SKOWHEGAN — The town’s parks and recreation director was given the go-ahead by selectmen Tuesday night to proceed with an application for a $300,000 public park recycling grant.

The grant is part of a one-year collaboration between the Dr. Pepper Snapple Group, which is donating funding nationwide, and the nonprofit Keep America Beautiful, based in Washington, D.C.

The idea, said Keep America Beautiful project manager Melissa Adams, is to give people visiting public parks and ball fields greater access to local recycling systems.

Funding will pay for public space recycling bins, along with the local pickup and delivery of items placed in the bins, Adams said.

Recycling bins bring the convenience and value of recycling to an “on-the-go” society. Providing recycling access in shared community spaces promotes and reinforces recycling behavior at the individual level, according to the Keep America Beautiful website.

“The application is Web-based, online, and the deadline is April 26,” Adams said by phone Tuesday. “You can apply if you are an organization that works with public parks or that deals directly with park settings from neighborhood parks with playgrounds or athletic fields to regional parks with trails and natural settings.”
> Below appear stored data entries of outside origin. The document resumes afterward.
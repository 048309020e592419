use crate::domain::model::{ErrorPolicy, Snippet};
use crate::utils::error::Result;
use std::path::Path;

pub trait Storage: Send + Sync {
    fn read_file(&self, path: &Path) -> impl std::future::Future<Output = Result<Vec<u8>>> + Send;
    fn write_file(
        &self,
        path: &Path,
        data: &[u8],
    ) -> impl std::future::Future<Output = Result<()>> + Send;
    fn exists(&self, path: &Path) -> impl std::future::Future<Output = bool> + Send;
}

impl<S: Storage> Storage for &S {
    fn read_file(&self, path: &Path) -> impl std::future::Future<Output = Result<Vec<u8>>> + Send {
        (**self).read_file(path)
    }

    fn write_file(
        &self,
        path: &Path,
        data: &[u8],
    ) -> impl std::future::Future<Output = Result<()>> + Send {
        (**self).write_file(path, data)
    }

    fn exists(&self, path: &Path) -> impl std::future::Future<Output = bool> + Send {
        (**self).exists(path)
    }
}

pub trait ConfigProvider: Send + Sync {
    fn target(&self) -> &Path;
    fn snippet(&self) -> &Snippet;
    fn license_url(&self) -> Option<&str>;
    fn error_policy(&self) -> ErrorPolicy;
}
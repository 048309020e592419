use crate::domain::ports::Storage;
use crate::utils::error::{LicenseError, Result};
use std::io::ErrorKind;
use std::path::Path;
use tokio::fs::{self, OpenOptions};
use tokio::io::AsyncWriteExt;

/// 新建檔案的權限
pub const FILE_MODE: u32 = 0o644;

#[derive(Debug, Clone, Default)]
pub struct LocalStorage;

impl LocalStorage {
    pub fn new() -> Self {
        Self
    }
}

impl Storage for LocalStorage {
    async fn read_file(&self, path: &Path) -> Result<Vec<u8>> {
        fs::read(path)
            .await
            .map_err(|e| LicenseError::file(path, e))
    }

    async fn write_file(&self, path: &Path, data: &[u8]) -> Result<()> {
        let mut options = OpenOptions::new();
        options.write(true).create(true).truncate(true);
        #[cfg(unix)]
        options.mode(FILE_MODE);

        let mut file = options
            .open(path)
            .await
            .map_err(|e| LicenseError::file(path, e))?;
        file.write_all(data)
            .await
            .map_err(|e| LicenseError::file(path, e))?;
        file.flush().await.map_err(|e| LicenseError::file(path, e))?;
        Ok(())
    }

    /// 只有明確的 NotFound 才視為不存在
    async fn exists(&self, path: &Path) -> bool {
        match fs::metadata(path).await {
            Ok(_) => true,
            Err(e) => e.kind() != ErrorKind::NotFound,
        }
    }
}

#[cfg(test)]
mod tests {
    use super::*;
    use tempfile::TempDir;

    #[tokio::test]
    async fn test_write_then_read() {
        let dir = TempDir::new().unwrap();
        let path = dir.path().join("main.go");
        let storage = LocalStorage::new();

        assert!(!storage.exists(&path).await);
        storage.write_file(&path, b"package main\n").await.unwrap();
        assert!(storage.exists(&path).await);
        assert_eq!(storage.read_file(&path).await.unwrap(), b"package main\n");

        storage.write_file(&path, b"x").await.unwrap();
        assert_eq!(storage.read_file(&path).await.unwrap(), b"x");
    }

    #[cfg(unix)]
    #[tokio::test]
    async fn test_created_file_mode() {
        use std::os::unix::fs::PermissionsExt;

        let dir = TempDir::new().unwrap();
        let path = dir.path().join("new.sql");
        LocalStorage::new().write_file(&path, b"select 1;\n").await.unwrap();

        let mode = std::fs::metadata(&path).unwrap().permissions().mode();
        // umask 只會移除權限位元
        assert_eq!(mode & 0o777 & !FILE_MODE, 0);
    }

    #[tokio::test]
    async fn test_read_missing_file_names_the_path() {
        let dir = TempDir::new().unwrap();
        let path = dir.path().join("missing.go");
        let err = LocalStorage::new().read_file(&path).await.unwrap_err();
        assert!(err.to_string().contains("missing.go"));
    }
}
Adams said the grant is competitive and no matching local money is involved. The funding is administered through the Maine Resource Recovery Association of Bangor.

Randall Gray, Skowhegan’s code enforcement officer and solid waste supervisor at the recycling facility, said the program will not interfere with the town’s successful recycling program.

Gray said the town makes up to $200,000 a year on recycling, which offsets total operating cost. The town sells recycled cardboard, newsprint, plastic and office paper.

“This will not take away from our program,” he said. “I think this is about keeping America beautiful — containers in the parks where they can put their bottles instead of throwing them in the woods someplace.”

The grant specifically targets beverage container recycling and does not provide bins for trash or other noncontainer recyclables. The program provides bins to local organizations, which will make arrangements to have recyclable cans and bottles collected and recycled.

Grant recipients can purchase similar bins directly from the manufacturer through a limited offer discounted price for other types of recycling.

“Convenience is the Number One barrier to increased recycling,” Adams says on the Keep America Beautiful website. “The goal of this program is to make recycling more convenient by providing bins to give park visitors the opportunity to recycle.”

Adams said public space recycling bins represent both an active and symbolic demonstration of a commitment to cleaner, environmentally friendly gathering places.